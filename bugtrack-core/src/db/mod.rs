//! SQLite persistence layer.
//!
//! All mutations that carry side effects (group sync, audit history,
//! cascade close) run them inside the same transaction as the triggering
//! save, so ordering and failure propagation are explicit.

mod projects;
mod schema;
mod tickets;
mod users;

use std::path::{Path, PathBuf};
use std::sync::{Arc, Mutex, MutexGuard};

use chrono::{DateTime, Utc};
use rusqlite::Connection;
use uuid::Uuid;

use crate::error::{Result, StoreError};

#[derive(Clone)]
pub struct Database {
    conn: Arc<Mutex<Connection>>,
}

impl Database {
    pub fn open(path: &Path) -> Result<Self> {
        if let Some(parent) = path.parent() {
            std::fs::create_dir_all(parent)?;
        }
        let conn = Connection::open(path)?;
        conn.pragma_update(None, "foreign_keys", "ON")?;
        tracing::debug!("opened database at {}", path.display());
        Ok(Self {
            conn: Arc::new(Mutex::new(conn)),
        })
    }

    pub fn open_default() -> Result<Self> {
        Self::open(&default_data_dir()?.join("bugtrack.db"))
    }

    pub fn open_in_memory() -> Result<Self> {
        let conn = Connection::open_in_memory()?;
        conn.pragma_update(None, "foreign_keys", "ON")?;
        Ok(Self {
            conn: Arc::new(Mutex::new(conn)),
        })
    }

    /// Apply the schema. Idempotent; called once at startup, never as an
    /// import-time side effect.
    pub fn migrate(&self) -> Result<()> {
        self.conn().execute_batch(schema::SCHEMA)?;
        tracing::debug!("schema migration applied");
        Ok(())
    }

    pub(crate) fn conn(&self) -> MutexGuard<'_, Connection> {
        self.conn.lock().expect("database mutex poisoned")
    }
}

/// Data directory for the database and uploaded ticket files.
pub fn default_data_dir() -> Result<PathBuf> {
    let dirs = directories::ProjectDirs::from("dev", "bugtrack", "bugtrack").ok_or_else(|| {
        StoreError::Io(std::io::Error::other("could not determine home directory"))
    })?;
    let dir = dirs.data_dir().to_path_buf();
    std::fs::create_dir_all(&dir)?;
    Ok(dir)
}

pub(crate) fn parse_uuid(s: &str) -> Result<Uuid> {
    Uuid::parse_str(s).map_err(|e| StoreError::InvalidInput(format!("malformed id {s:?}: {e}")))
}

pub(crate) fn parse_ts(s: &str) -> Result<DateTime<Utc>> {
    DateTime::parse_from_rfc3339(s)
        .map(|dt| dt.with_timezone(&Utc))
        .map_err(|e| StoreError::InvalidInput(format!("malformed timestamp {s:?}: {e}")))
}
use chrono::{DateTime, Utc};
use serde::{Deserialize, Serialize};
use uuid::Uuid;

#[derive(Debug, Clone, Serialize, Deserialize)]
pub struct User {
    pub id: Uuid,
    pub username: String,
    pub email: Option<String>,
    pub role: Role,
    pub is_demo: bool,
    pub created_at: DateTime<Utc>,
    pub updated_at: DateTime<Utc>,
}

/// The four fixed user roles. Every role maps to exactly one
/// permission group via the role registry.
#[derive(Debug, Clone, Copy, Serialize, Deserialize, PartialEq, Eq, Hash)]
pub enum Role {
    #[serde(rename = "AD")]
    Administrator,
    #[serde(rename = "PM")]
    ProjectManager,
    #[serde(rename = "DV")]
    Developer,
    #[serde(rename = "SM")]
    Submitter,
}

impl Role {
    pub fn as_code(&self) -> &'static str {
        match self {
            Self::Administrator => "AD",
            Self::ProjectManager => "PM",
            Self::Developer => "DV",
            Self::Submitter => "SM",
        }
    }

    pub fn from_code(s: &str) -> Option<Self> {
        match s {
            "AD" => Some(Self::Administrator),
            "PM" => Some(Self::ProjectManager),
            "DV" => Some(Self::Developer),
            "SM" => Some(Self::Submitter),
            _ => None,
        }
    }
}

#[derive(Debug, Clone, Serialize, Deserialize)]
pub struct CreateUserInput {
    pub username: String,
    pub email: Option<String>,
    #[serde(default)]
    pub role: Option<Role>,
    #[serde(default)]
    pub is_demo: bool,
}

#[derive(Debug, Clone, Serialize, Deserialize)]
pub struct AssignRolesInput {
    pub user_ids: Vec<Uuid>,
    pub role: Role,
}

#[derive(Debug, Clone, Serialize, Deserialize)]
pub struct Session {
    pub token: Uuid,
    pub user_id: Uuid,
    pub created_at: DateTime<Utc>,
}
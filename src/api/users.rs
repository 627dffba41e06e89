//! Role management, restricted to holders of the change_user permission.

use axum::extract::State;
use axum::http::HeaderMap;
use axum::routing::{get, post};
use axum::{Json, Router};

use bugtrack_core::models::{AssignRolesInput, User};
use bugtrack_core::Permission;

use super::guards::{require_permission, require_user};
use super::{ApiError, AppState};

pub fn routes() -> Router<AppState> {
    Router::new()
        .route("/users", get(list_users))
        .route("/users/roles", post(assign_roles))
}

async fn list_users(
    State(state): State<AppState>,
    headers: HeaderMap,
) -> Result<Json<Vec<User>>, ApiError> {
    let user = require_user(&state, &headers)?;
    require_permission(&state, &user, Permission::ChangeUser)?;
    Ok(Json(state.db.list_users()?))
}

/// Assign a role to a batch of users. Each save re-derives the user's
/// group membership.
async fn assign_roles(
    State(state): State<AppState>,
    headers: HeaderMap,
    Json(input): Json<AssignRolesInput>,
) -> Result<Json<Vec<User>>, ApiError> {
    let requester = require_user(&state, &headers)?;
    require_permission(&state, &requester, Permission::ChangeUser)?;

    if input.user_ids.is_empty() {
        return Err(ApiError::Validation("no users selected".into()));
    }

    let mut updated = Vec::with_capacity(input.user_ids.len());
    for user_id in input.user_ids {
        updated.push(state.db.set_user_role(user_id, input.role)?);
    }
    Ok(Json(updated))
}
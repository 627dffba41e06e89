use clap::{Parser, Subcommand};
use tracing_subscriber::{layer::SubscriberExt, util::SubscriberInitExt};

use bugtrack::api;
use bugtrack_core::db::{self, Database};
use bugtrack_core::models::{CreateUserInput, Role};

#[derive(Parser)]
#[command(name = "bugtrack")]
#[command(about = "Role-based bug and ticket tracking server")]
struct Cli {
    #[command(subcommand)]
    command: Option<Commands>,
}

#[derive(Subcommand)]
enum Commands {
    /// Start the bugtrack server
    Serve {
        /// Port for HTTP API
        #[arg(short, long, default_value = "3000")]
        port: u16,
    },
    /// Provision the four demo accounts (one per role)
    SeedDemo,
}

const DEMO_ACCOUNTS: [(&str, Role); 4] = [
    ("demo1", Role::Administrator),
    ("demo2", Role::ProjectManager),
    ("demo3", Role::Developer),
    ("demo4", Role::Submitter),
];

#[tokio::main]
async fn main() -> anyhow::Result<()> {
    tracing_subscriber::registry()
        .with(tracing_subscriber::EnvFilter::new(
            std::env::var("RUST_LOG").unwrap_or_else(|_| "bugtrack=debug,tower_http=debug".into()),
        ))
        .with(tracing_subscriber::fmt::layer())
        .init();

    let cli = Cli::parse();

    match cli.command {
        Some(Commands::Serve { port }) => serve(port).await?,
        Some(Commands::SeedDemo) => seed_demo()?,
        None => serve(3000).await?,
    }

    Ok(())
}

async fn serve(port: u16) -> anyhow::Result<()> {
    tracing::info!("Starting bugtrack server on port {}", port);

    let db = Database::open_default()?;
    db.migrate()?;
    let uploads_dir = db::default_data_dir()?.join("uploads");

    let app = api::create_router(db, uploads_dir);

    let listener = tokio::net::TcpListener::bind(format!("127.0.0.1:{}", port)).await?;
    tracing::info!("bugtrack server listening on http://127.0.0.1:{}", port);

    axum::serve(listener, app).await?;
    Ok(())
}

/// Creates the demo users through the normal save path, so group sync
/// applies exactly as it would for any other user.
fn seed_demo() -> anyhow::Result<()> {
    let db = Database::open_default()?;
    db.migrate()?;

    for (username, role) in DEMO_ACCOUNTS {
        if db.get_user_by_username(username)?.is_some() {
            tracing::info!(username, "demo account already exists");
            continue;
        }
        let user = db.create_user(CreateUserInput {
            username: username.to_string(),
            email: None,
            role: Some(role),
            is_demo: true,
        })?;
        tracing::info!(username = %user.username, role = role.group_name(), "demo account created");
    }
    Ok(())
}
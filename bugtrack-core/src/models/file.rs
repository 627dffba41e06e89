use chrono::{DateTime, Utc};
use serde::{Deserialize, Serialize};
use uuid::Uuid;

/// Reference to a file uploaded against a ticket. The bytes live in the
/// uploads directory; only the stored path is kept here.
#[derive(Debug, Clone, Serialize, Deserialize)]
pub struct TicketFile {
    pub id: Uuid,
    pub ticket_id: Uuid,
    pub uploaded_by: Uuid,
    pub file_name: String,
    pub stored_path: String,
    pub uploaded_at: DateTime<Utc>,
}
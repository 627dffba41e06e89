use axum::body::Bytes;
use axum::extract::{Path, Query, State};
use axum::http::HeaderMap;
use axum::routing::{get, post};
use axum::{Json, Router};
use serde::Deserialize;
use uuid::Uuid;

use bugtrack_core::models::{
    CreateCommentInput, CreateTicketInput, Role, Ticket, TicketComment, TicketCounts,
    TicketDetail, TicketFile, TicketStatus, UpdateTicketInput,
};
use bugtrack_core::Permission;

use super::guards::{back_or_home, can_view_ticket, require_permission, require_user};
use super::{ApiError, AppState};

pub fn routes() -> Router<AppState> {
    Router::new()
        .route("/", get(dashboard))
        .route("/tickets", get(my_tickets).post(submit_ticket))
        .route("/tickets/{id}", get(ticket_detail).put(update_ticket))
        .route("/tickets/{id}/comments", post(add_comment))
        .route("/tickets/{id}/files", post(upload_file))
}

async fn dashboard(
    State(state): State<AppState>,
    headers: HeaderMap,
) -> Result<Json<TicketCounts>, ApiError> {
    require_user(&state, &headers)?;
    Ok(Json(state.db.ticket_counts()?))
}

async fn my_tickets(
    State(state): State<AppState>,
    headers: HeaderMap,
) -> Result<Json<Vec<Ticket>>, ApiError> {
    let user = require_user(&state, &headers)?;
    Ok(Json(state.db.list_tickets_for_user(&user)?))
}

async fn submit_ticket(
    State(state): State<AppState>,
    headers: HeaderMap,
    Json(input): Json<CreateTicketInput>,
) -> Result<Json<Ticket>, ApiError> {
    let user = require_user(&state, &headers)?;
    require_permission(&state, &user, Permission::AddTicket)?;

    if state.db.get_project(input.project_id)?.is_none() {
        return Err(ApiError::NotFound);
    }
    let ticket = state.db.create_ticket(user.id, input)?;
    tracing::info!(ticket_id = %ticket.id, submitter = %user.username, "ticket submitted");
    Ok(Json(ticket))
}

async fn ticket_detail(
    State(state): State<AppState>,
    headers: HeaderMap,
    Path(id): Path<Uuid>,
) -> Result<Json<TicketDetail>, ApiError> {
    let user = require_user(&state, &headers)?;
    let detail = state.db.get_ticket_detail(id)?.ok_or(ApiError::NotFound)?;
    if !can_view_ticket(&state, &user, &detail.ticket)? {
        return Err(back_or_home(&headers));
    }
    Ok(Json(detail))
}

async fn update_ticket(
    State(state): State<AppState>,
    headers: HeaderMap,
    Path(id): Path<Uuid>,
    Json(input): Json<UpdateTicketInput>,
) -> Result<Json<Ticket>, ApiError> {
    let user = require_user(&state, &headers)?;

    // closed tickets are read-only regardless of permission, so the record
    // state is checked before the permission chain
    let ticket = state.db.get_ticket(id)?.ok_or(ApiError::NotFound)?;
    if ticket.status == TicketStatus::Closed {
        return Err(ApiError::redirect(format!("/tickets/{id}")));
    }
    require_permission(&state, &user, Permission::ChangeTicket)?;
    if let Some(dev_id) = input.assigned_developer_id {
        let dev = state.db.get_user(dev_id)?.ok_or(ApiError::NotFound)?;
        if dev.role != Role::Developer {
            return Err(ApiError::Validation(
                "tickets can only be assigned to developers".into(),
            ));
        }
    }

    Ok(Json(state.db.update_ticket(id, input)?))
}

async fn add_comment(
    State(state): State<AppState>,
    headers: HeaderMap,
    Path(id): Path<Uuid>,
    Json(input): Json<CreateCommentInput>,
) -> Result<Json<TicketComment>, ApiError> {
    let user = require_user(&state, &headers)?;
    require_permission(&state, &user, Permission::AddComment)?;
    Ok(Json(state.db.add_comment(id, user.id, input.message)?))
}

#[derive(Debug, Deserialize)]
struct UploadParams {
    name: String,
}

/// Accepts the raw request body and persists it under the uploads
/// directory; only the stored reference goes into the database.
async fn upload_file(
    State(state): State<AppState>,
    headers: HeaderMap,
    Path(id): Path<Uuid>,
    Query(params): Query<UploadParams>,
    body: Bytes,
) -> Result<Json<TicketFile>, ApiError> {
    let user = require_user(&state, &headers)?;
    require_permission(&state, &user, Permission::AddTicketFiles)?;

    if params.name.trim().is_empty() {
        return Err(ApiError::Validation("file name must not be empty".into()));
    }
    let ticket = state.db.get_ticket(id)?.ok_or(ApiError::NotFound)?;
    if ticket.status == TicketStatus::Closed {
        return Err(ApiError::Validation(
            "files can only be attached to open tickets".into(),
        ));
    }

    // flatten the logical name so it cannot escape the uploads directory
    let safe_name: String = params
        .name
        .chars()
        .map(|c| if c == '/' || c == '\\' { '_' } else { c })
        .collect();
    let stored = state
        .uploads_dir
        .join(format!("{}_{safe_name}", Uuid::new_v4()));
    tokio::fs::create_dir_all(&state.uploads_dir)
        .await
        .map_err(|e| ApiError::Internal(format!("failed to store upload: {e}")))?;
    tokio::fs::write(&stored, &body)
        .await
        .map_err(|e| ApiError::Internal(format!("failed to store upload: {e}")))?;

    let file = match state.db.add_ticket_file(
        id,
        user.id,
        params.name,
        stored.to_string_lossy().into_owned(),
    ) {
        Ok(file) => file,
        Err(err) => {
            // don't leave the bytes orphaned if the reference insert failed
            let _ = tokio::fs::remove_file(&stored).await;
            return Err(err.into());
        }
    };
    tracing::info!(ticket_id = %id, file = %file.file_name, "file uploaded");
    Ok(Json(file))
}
* * * * * * *
Return the lines containing "directory", taking each one from the listing.

/// Data directory for the database and uploaded ticket files.
        StoreError::Io(std::io::Error::other("could not determine home directory"))
/// uploads directory; only the stored path is kept here.
/// directory; only the stored reference goes into the database.
    // flatten the logical name so it cannot escape the uploads directory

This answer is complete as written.